(Items from a data source)
══════════

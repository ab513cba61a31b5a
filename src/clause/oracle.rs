//! Fitness oracle over a clause set.
//!
//! Fitness is the number of satisfied clauses; penalty is its complement.
//! MAX-SAT has no side constraints, so the count of unsatisfied clauses
//! doubles as the constraint-violation signal for stochastic ranking.

use super::types::{checked_var_index, satisfying_value, var_index, Clause, ClauseSet, Literal};
use crate::error::{MaxSatError, Result};
use std::fmt;

/// Tests whether `assignment` satisfies at least one literal of `clause`.
///
/// # Errors
/// [`MaxSatError::LiteralOutOfRange`] for the literal `0`, and
/// [`MaxSatError::AssignmentLengthMismatch`] when a literal refers to a
/// variable beyond the end of `assignment`. A short assignment is never
/// treated as silently unsatisfied.
pub fn satisfies(clause: &Clause, assignment: &[bool]) -> Result<bool> {
    let mut satisfied = false;
    for &literal in clause.literals() {
        let Some(idx) = checked_var_index(literal) else {
            return Err(MaxSatError::LiteralOutOfRange {
                literal,
                num_variables: assignment.len(),
            });
        };
        let Some(&value) = assignment.get(idx) else {
            return Err(MaxSatError::AssignmentLengthMismatch {
                expected: idx + 1,
                actual: assignment.len(),
            });
        };
        if value == satisfying_value(literal) {
            satisfied = true;
        }
    }
    Ok(satisfied)
}

/// Same as [`satisfies`], for callers that already checked the length.
#[inline]
fn satisfies_unchecked(clause: &Clause, assignment: &[bool]) -> bool {
    clause
        .literals()
        .iter()
        .any(|&lit| assignment[var_index(lit)] == satisfying_value(lit))
}

/// Per-clause diagnostic record produced by [`evaluate_against_clauses`].
#[derive(Debug, Clone, PartialEq, Eq)]
#[cfg_attr(feature = "serde", derive(serde::Serialize, serde::Deserialize))]
pub struct ClauseReport {
    /// The clause's literals in their original order.
    pub literals: Vec<Literal>,

    /// The assignment bit for each literal's variable, `'X'` when the
    /// variable lies beyond the assignment.
    pub relevant_bits: String,

    pub satisfied: bool,
}

impl fmt::Display for ClauseReport {
    fn fmt(&self, f: &mut fmt::Formatter<'_>) -> fmt::Result {
        let literals: Vec<String> = self.literals.iter().map(|l| l.to_string()).collect();
        write!(
            f,
            "{}\t{}\t{}",
            literals.join(" "),
            self.relevant_bits,
            u8::from(self.satisfied)
        )
    }
}

/// Evaluates each clause against `assignment` for reporting.
///
/// This view is lenient: literals whose variable lies beyond the end of
/// the assignment, and the invalid literal `0`, are shown as `'X'` and
/// never count towards satisfaction. The search loop uses [`FitnessOracle`] instead, which
/// rejects short assignments.
pub fn evaluate_against_clauses(clauses: &[Clause], assignment: &[bool]) -> Vec<ClauseReport> {
    clauses
        .iter()
        .map(|clause| {
            let mut satisfied = false;
            let mut relevant_bits = String::with_capacity(clause.len());
            for &literal in clause.literals() {
                match checked_var_index(literal).and_then(|idx| assignment.get(idx)) {
                    Some(&value) => {
                        relevant_bits.push(if value { '1' } else { '0' });
                        if value == satisfying_value(literal) {
                            satisfied = true;
                        }
                    }
                    None => relevant_bits.push('X'),
                }
            }
            ClauseReport {
                literals: clause.literals().to_vec(),
                relevant_bits,
                satisfied,
            }
        })
        .collect()
}

/// Owns a [`ClauseSet`] and scores assignments against it.
///
/// Every other component borrows the oracle read-only.
#[derive(Debug, Clone)]
pub struct FitnessOracle {
    clauses: ClauseSet,
    #[cfg_attr(not(feature = "parallel"), allow(dead_code))]
    parallel: bool,
}

impl FitnessOracle {
    pub fn new(clauses: ClauseSet) -> Self {
        Self {
            clauses,
            parallel: false,
        }
    }

    /// Whether batch scoring fans out across threads.
    #[inline]
    pub fn is_parallel(&self) -> bool {
        self.parallel
    }

    /// Enables or disables parallel batch scoring.
    ///
    /// Only effective with the `parallel` feature; batch scoring is pure,
    /// so results are identical either way.
    pub fn with_parallel(mut self, parallel: bool) -> Self {
        self.parallel = parallel;
        self
    }

    #[inline]
    pub fn clause_set(&self) -> &ClauseSet {
        &self.clauses
    }

    #[inline]
    pub fn num_variables(&self) -> usize {
        self.clauses.num_variables()
    }

    #[inline]
    pub fn num_clauses(&self) -> usize {
        self.clauses.num_clauses()
    }

    fn check_length(&self, assignment: &[bool]) -> Result<()> {
        if assignment.len() < self.clauses.num_variables() {
            return Err(MaxSatError::AssignmentLengthMismatch {
                expected: self.clauses.num_variables(),
                actual: assignment.len(),
            });
        }
        Ok(())
    }

    /// Number of clauses satisfied by `assignment`, in `[0, num_clauses]`.
    ///
    /// # Errors
    /// [`MaxSatError::AssignmentLengthMismatch`] if the assignment is
    /// shorter than `num_variables`.
    pub fn fitness(&self, assignment: &[bool]) -> Result<usize> {
        self.check_length(assignment)?;
        Ok(self
            .clauses
            .clauses()
            .iter()
            .filter(|clause| satisfies_unchecked(clause, assignment))
            .count())
    }

    /// Number of clauses left unsatisfied: `num_clauses - fitness`.
    pub fn penalty(&self, assignment: &[bool]) -> Result<usize> {
        Ok(self.num_clauses() - self.fitness(assignment)?)
    }

    /// Fitness and penalty in a single pass.
    pub fn score(&self, assignment: &[bool]) -> Result<(usize, usize)> {
        let fitness = self.fitness(assignment)?;
        Ok((fitness, self.num_clauses() - fitness))
    }

    /// Fitness and penalty for every assignment of a batch, in order.
    pub fn score_batch<A>(&self, batch: &[A]) -> Result<Vec<(usize, usize)>>
    where
        A: AsRef<[bool]> + Sync,
    {
        #[cfg(feature = "parallel")]
        if self.parallel {
            use rayon::prelude::*;
            return batch.par_iter().map(|a| self.score(a.as_ref())).collect();
        }

        batch.iter().map(|a| self.score(a.as_ref())).collect()
    }

    /// Total weight of satisfied clauses.
    ///
    /// Falls back to the satisfied count when the clause set is unweighted.
    pub fn satisfied_weight(&self, assignment: &[bool]) -> Result<f64> {
        self.check_length(assignment)?;
        let weighted = self.clauses.is_weighted();
        Ok(self
            .clauses
            .clauses()
            .iter()
            .filter(|clause| satisfies_unchecked(clause, assignment))
            .map(|clause| if weighted { clause.weight() } else { 1.0 })
            .sum())
    }

    /// Fraction of clauses satisfied, in `[0, 1]`. An empty set counts as fully satisfied.
    pub fn satisfaction_ratio(&self, assignment: &[bool]) -> Result<f64> {
        let fitness = self.fitness(assignment)?;
        if self.num_clauses() == 0 {
            return Ok(1.0);
        }
        Ok(fitness as f64 / self.num_clauses() as f64)
    }

    /// Per-clause report over the owned clause set.
    pub fn evaluate(&self, assignment: &[bool]) -> Vec<ClauseReport> {
        evaluate_against_clauses(self.clauses.clauses(), assignment)
    }
}

#[cfg(test)]
mod tests {
    use super::*;
    use proptest::prelude::*;

    fn bits(s: &str) -> Vec<bool> {
        s.chars().map(|c| c == '1').collect()
    }

    /// `(x1 ∨ x2) ∧ (¬x1 ∨ x2)`
    fn two_clause_oracle() -> FitnessOracle {
        FitnessOracle::new(ClauseSet::from_literals(2, vec![vec![1, 2], vec![-1, 2]]).unwrap())
    }

    #[test]
    fn test_two_clause_scenario() {
        let oracle = two_clause_oracle();
        assert_eq!(oracle.fitness(&bits("11")).unwrap(), 2);
        assert_eq!(oracle.fitness(&bits("10")).unwrap(), 1);
        assert_eq!(oracle.fitness(&bits("00")).unwrap(), 1);
        assert_eq!(oracle.fitness(&bits("01")).unwrap(), 2);
        assert_eq!(oracle.penalty(&bits("10")).unwrap(), 1);
    }

    #[test]
    fn test_satisfies_polarity() {
        let clause = Clause::new(vec![-1, 3]);
        assert!(satisfies(&clause, &bits("000")).unwrap());
        assert!(satisfies(&clause, &bits("101")).unwrap());
        assert!(!satisfies(&clause, &bits("100")).unwrap());
    }

    #[test]
    fn test_satisfies_short_assignment_is_error() {
        let clause = Clause::new(vec![1, 3]);
        let err = satisfies(&clause, &bits("00")).unwrap_err();
        assert_eq!(
            err,
            MaxSatError::AssignmentLengthMismatch {
                expected: 3,
                actual: 2
            }
        );
    }

    #[test]
    fn test_satisfies_error_even_when_earlier_literal_matches() {
        // A malformed input is reported, not masked by an earlier match.
        let clause = Clause::new(vec![1, 5]);
        assert!(satisfies(&clause, &bits("1")).is_err());
    }

    #[test]
    fn test_satisfies_zero_literal_is_error() {
        let clause = Clause::new(vec![0]);
        assert_eq!(
            satisfies(&clause, &bits("10")).unwrap_err(),
            MaxSatError::LiteralOutOfRange {
                literal: 0,
                num_variables: 2
            }
        );
    }

    #[test]
    fn test_fitness_short_assignment_is_error() {
        let oracle = two_clause_oracle();
        assert!(matches!(
            oracle.fitness(&bits("1")),
            Err(MaxSatError::AssignmentLengthMismatch {
                expected: 2,
                actual: 1
            })
        ));
    }

    #[test]
    fn test_score_batch() {
        let oracle = two_clause_oracle().with_parallel(true);
        let batch = vec![bits("11"), bits("10"), bits("00")];
        assert_eq!(oracle.score_batch(&batch).unwrap(), vec![(2, 0), (1, 1), (1, 1)]);
        assert!(oracle.score_batch(&[bits("1")]).is_err());
    }

    #[test]
    fn test_satisfied_weight() {
        let set = ClauseSet::with_weights(
            2,
            vec![
                Clause::weighted(vec![1], 3.0),
                Clause::weighted(vec![2], 5.0),
            ],
            true,
        )
        .unwrap();
        let oracle = FitnessOracle::new(set);
        assert!((oracle.satisfied_weight(&bits("10")).unwrap() - 3.0).abs() < 1e-12);
        assert!((oracle.satisfied_weight(&bits("11")).unwrap() - 8.0).abs() < 1e-12);
        // The search count is unaffected by weights.
        assert_eq!(oracle.fitness(&bits("01")).unwrap(), 1);
    }

    #[test]
    fn test_unweighted_ignores_weights() {
        let set = ClauseSet::with_weights(1, vec![Clause::weighted(vec![1], 9.0)], false).unwrap();
        let oracle = FitnessOracle::new(set);
        assert!((oracle.satisfied_weight(&bits("1")).unwrap() - 1.0).abs() < 1e-12);
    }

    #[test]
    fn test_satisfaction_ratio() {
        let oracle = two_clause_oracle();
        assert!((oracle.satisfaction_ratio(&bits("10")).unwrap() - 0.5).abs() < 1e-12);
        assert!((oracle.satisfaction_ratio(&bits("11")).unwrap() - 1.0).abs() < 1e-12);
    }

    #[test]
    fn test_evaluate_against_clauses() {
        let oracle = two_clause_oracle();
        let reports = oracle.evaluate(&bits("10"));
        assert_eq!(reports.len(), 2);
        assert_eq!(reports[0].relevant_bits, "10");
        assert!(reports[0].satisfied);
        assert!(!reports[1].satisfied);
        assert_eq!(reports[1].to_string(), "-1 2\t10\t0");
    }

    #[test]
    fn test_evaluate_marks_missing_bits() {
        let clauses = vec![Clause::new(vec![1, 3])];
        let reports = evaluate_against_clauses(&clauses, &bits("0"));
        assert_eq!(reports[0].relevant_bits, "0X");
        assert!(!reports[0].satisfied);
    }

    #[test]
    fn test_evaluate_marks_zero_literal() {
        let clauses = vec![Clause::new(vec![0, -1])];
        let reports = evaluate_against_clauses(&clauses, &bits("0"));
        assert_eq!(reports[0].relevant_bits, "X0");
        assert!(reports[0].satisfied);
    }

    fn arb_instance() -> impl Strategy<Value = (ClauseSet, Vec<bool>)> {
        (1usize..12).prop_flat_map(|n| {
            let literal = (1..=n as i32, any::<bool>())
                .prop_map(|(v, neg)| if neg { -v } else { v });
            let clause = prop::collection::vec(literal, 1..5);
            (
                prop::collection::vec(clause, 0..20),
                prop::collection::vec(any::<bool>(), n),
            )
                .prop_map(move |(clauses, assignment)| {
                    (ClauseSet::from_literals(n, clauses).unwrap(), assignment)
                })
        })
    }

    proptest! {
        #[test]
        fn prop_fitness_bounded((set, assignment) in arb_instance()) {
            let oracle = FitnessOracle::new(set);
            let fitness = oracle.fitness(&assignment).unwrap();
            prop_assert!(fitness <= oracle.num_clauses());
        }

        #[test]
        fn prop_fitness_plus_penalty((set, assignment) in arb_instance()) {
            let oracle = FitnessOracle::new(set);
            let fitness = oracle.fitness(&assignment).unwrap();
            let penalty = oracle.penalty(&assignment).unwrap();
            prop_assert_eq!(fitness + penalty, oracle.num_clauses());
        }

        #[test]
        fn prop_report_agrees_with_fitness((set, assignment) in arb_instance()) {
            let oracle = FitnessOracle::new(set);
            let satisfied = oracle.evaluate(&assignment).iter().filter(|r| r.satisfied).count();
            prop_assert_eq!(satisfied, oracle.fitness(&assignment).unwrap());
        }
    }
}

══════════

## PROBLEM DESCRIPTION
Tell me how many lines of the records include the word "return", and say nothing else.

## OUTPUT OF THE TASK
5